+ The \hs{State} keyword indicates which arguments are part of the current
+ state, and what part of the output is part of the updated state. This
+ aspect will also be reflected in the type signature of the function.
+ Abstracting the state of a circuit in this way makes it very explicit:
+ which variables are part of the state is completely determined by the
+ type signature. This approach to state is well suited to be used in
+ combination with the existing code and language features, such as all the
+ choice elements, as state values are just normal values. We can simulate
+ stateful descriptions using the recursive \hs{run} function:
+
+ \begin{code}
+ run f s (i : inps) = o : (run f s' inps)
+ where
+ (s', o) = f s i
+ \end{code}
+
+ The \hs{(:)} operator is the list concatenation operator, where the
+ left-hand side is the head of a list and the right-hand side is the
+ remainder of the list. The \hs{run} function applies the function the
+ developer wants to simulate, \hs{f}, to the current state, \hs{s}, and the
+ first input value, \hs{i}. The result is the first output value, \hs{o},
+ and the updated state \hs{s'}. The next iteration of the \hs{run} function
+ is then called with the updated state, \hs{s'}, and the rest of the
+ inputs, \hs{inps}. It is assumed that there is one input per clock cycle.
+ Also note how the order of the input, output, and state in the \hs{run}
+ function corresponds with the order of the input, output and state of the
+ \hs{macS} function described earlier.
+
+ As both the \hs{run} function, the hardware description, and the test
+ inputs are plain Haskell, the complete simulation can be compiled to an
+ executable binary by an optimizing Haskell compiler, or executed in an
+ Haskell interpreter. Both simulation paths are much faster than first
+ translating the description to \VHDL\ and then running a \VHDL\
+ simulation, where the executable binary has an additional simulation speed
+ bonus in case there is a large set of test inputs.
+
+\section{\CLaSH\ compiler}
+An important aspect in this research is the creation of the prototype
+compiler, which allows us to translate descriptions made in the \CLaSH\
+language as described in the previous section to synthesizable \VHDL, allowing
+a designer to actually run a \CLaSH\ design on an \acro{FPGA}.
+
+The Glasgow Haskell Compiler (\GHC) is an open-source Haskell compiler that
+also provides a high level API to most of its internals. The availability of
+this high-level API obviated the need to design many of the tedious parts of
+the prototype compiler, such as the parser, semantic checker, and especially
+the type-checker. The parser, semantic checker, and type-checker together form
+the front-end of the prototype compiler pipeline, as depicted in
+\Cref{img:compilerpipeline}.
+
+\begin{figure}
+\centerline{\includegraphics{compilerpipeline.svg}}
+\caption{\CLaSHtiny\ compiler pipeline}
+\label{img:compilerpipeline}
+\end{figure}
+
+The output of the \GHC\ front-end is the original Haskell description
+translated to \emph{Core}~\cite{Sulzmann2007}, which is smaller, typed,
+functional language that is relatively easier to process than the larger
+Haskell language. A description in \emph{Core} can still contain properties
+which have no direct translation to hardware, such as polymorphic types and
+function-valued arguments. Such a description needs to be transformed to a
+\emph{normal form}, which only contains properties that have a direct
+translation. The second stage of the compiler, the \emph{normalization} phase,
+exhaustively applies a set of \emph{meaning-preserving} transformations on the
+\emph{Core} description until this description is in a \emph{normal form}.

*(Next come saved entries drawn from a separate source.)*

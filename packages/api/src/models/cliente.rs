//! # Cliente — billable customer, individual or organization
//!
//! The backend stores clients as one flat row with nullable `cpf`/`cnpj`
//! columns and a `tipoPessoa` discriminator. Here the document is a sum type,
//! [`Documento`], so "exactly one of cpf/cnpj is populated, consistent with
//! the person type" holds by construction; the flat shape only exists at the
//! serde boundary ([`ClienteDto`]), and deserialization rejects rows where the
//! discriminator and the populated column disagree.

use serde::{Deserialize, Serialize};

/// Wire discriminator for the two client kinds.
#[derive(Debug, Clone, Copy, PartialEq, Eq, Serialize, Deserialize)]
pub enum TipoPessoa {
    #[serde(rename = "FISICA")]
    Fisica,
    #[serde(rename = "JURIDICA")]
    Juridica,
}

/// Tax document: an 11-digit CPF for individuals or a 14-digit CNPJ for
/// organizations. Digits only; display masks live in the UI layer.
#[derive(Debug, Clone, PartialEq, Eq)]
pub enum Documento {
    Cpf(String),
    Cnpj(String),
}

impl Documento {
    pub fn tipo(&self) -> TipoPessoa {
        match self {
            Documento::Cpf(_) => TipoPessoa::Fisica,
            Documento::Cnpj(_) => TipoPessoa::Juridica,
        }
    }

    pub fn digits(&self) -> &str {
        match self {
            Documento::Cpf(d) | Documento::Cnpj(d) => d,
        }
    }
}

/// A client as returned by `GET /clientes`.
#[derive(Debug, Clone, PartialEq, Serialize, Deserialize)]
#[serde(try_from = "ClienteDto", into = "ClienteDto")]
pub struct Cliente {
    pub id: i64,
    pub nome_ou_razao: String,
    pub documento: Documento,
    pub cep: String,
    pub endereco_completo: String,
}

/// Create/update body for `POST /clientes` and `PUT /clientes/:id`. Identity
/// is assigned server-side.
#[derive(Debug, Clone, PartialEq, Serialize)]
#[serde(into = "ClientePayloadDto")]
pub struct ClientePayload {
    pub nome_ou_razao: String,
    pub documento: Documento,
    pub cep: String,
    pub endereco_completo: String,
}

/// The backend's flat row shape. `cpf` and `cnpj` are mutually exclusive and
/// must match `tipo_pessoa`.
#[derive(Debug, Clone, Serialize, Deserialize)]
#[serde(rename_all = "camelCase")]
struct ClienteDto {
    id: i64,
    tipo_pessoa: TipoPessoa,
    nome_ou_razao: String,
    #[serde(default)]
    cpf: Option<String>,
    #[serde(default)]
    cnpj: Option<String>,
    cep: String,
    endereco_completo: String,
}

#[derive(Debug, Clone, Serialize)]
#[serde(rename_all = "camelCase")]
struct ClientePayloadDto {
    tipo_pessoa: TipoPessoa,
    nome_ou_razao: String,
    cpf: Option<String>,
    cnpj: Option<String>,
    cep: String,
    endereco_completo: String,
}

fn documento_from_row(
    tipo: TipoPessoa,
    cpf: Option<String>,
    cnpj: Option<String>,
) -> Result<Documento, String> {
    match (tipo, cpf, cnpj) {
        (TipoPessoa::Fisica, Some(cpf), None) => Ok(Documento::Cpf(cpf)),
        (TipoPessoa::Juridica, None, Some(cnpj)) => Ok(Documento::Cnpj(cnpj)),
        (TipoPessoa::Fisica, _, _) => {
            Err("cliente FISICA must carry a cpf and no cnpj".to_string())
        }
        (TipoPessoa::Juridica, _, _) => {
            Err("cliente JURIDICA must carry a cnpj and no cpf".to_string())
        }
    }
}

fn documento_to_columns(documento: &Documento) -> (Option<String>, Option<String>) {
    match documento {
        Documento::Cpf(d) => (Some(d.clone()), None),
        Documento::Cnpj(d) => (None, Some(d.clone())),
    }
}

impl TryFrom<ClienteDto> for Cliente {
    type Error = String;

    fn try_from(dto: ClienteDto) -> Result<Self, Self::Error> {
        let documento = documento_from_row(dto.tipo_pessoa, dto.cpf, dto.cnpj)?;
        Ok(Cliente {
            id: dto.id,
            nome_ou_razao: dto.nome_ou_razao,
            documento,
            cep: dto.cep,
            endereco_completo: dto.endereco_completo,
        })
    }
}

impl From<Cliente> for ClienteDto {
    fn from(cliente: Cliente) -> Self {
        let tipo_pessoa = cliente.documento.tipo();
        let (cpf, cnpj) = documento_to_columns(&cliente.documento);
        ClienteDto {
            id: cliente.id,
            tipo_pessoa,
            nome_ou_razao: cliente.nome_ou_razao,
            cpf,
            cnpj,
            cep: cliente.cep,
            endereco_completo: cliente.endereco_completo,
        }
    }
}

impl From<ClientePayload> for ClientePayloadDto {
    fn from(payload: ClientePayload) -> Self {
        let tipo_pessoa = payload.documento.tipo();
        let (cpf, cnpj) = documento_to_columns(&payload.documento);
        ClientePayloadDto {
            tipo_pessoa,
            nome_ou_razao: payload.nome_ou_razao,
            cpf,
            cnpj,
            cep: payload.cep,
            endereco_completo: payload.endereco_completo,
        }
    }
}

#[cfg(test)]
mod tests {
    use super::*;

    fn payload(documento: Documento) -> ClientePayload {
        ClientePayload {
            nome_ou_razao: "Construtora Alfa".to_string(),
            documento,
            cep: "01310100".to_string(),
            endereco_completo: "Av. Paulista, 1000".to_string(),
        }
    }

    #[test]
    fn payload_populates_exactly_one_document_column() {
        let json =
            serde_json::to_value(payload(Documento::Cnpj("12345678000199".to_string()))).unwrap();
        assert_eq!(json["tipoPessoa"], "JURIDICA");
        assert_eq!(json["cnpj"], "12345678000199");
        assert!(json["cpf"].is_null());

        let json = serde_json::to_value(payload(Documento::Cpf("12345678901".to_string()))).unwrap();
        assert_eq!(json["tipoPessoa"], "FISICA");
        assert_eq!(json["cpf"], "12345678901");
        assert!(json["cnpj"].is_null());
    }

    #[test]
    fn cliente_round_trips_through_the_wire_shape() {
        let json = serde_json::json!({
            "id": 7,
            "tipoPessoa": "FISICA",
            "nomeOuRazao": "Maria Souza",
            "cpf": "12345678901",
            "cnpj": null,
            "cep": "01310100",
            "enderecoCompleto": "Rua das Flores, 12"
        });
        let cliente: Cliente = serde_json::from_value(json.clone()).unwrap();
        assert_eq!(cliente.documento, Documento::Cpf("12345678901".to_string()));

        let back = serde_json::to_value(cliente).unwrap();
        assert_eq!(back, json);
    }

    #[test]
    fn mismatched_discriminator_is_rejected() {
        let json = serde_json::json!({
            "id": 7,
            "tipoPessoa": "FISICA",
            "nomeOuRazao": "Maria Souza",
            "cpf": null,
            "cnpj": "12345678000199",
            "cep": "01310100",
            "enderecoCompleto": "Rua das Flores, 12"
        });
        assert!(serde_json::from_value::<Cliente>(json).is_err());
    }
}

+This set of transformations includes transformations typically found in
+reduction systems for lambda calculus~\cite{lambdacalculus}, such a
+$\beta$-reduction and $\eta$-expansion, but also includes self-defined
+transformations that are responsible for the reduction of higher-order
+functions to `regular' first-order functions.
+
+The final step in the compiler pipeline is the translation to a \VHDL\
+\emph{netlist}, which is a straightforward process due to resemblance of a
+normalized description and a set of concurrent signal assignments. We call the
+end-product of the \CLaSH\ compiler a \VHDL\ \emph{netlist} as the resulting
+\VHDL\ resembles an actual netlist description and not idiomatic \VHDL.
+
+\section{Use cases}
+\label{sec:usecases}
+\subsection{FIR Filter}
+As an example of a common hardware design where the use of higher-order
+functions leads to a very natural description is a \acro{FIR} filter, which is
+basically the dot-product of two vectors:
+
+\begin{equation}
+y_t = \sum\nolimits_{i = 0}^{n - 1} {x_{t - i} \cdot h_i }
+\end{equation}
+
+A \acro{FIR} filter multiplies fixed constants ($h$) with the current
+and a few previous input samples ($x$). Each of these multiplications
+are summed, to produce the result at time $t$. The equation of a \acro{FIR}
+filter is indeed equivalent to the equation of the dot-product, which is
+shown below:
+
+\begin{equation}
+\mathbf{a}\bullet\mathbf{b} = \sum\nolimits_{i = 0}^{n - 1} {a_i \cdot b_i }
+\end{equation}
+
+We can easily and directly implement the equation for the dot-product
+using higher-order functions:
+
+\begin{code}
+as *+* bs = foldl1 (+) (zipWith (*) as bs)
+\end{code}
+
+The \hs{zipWith} function is very similar to the \hs{map} function seen
+earlier: It takes a function, two vectors, and then applies the function to
+each of the elements in the two vectors pairwise (\emph{e.g.}, \hs{zipWith (*)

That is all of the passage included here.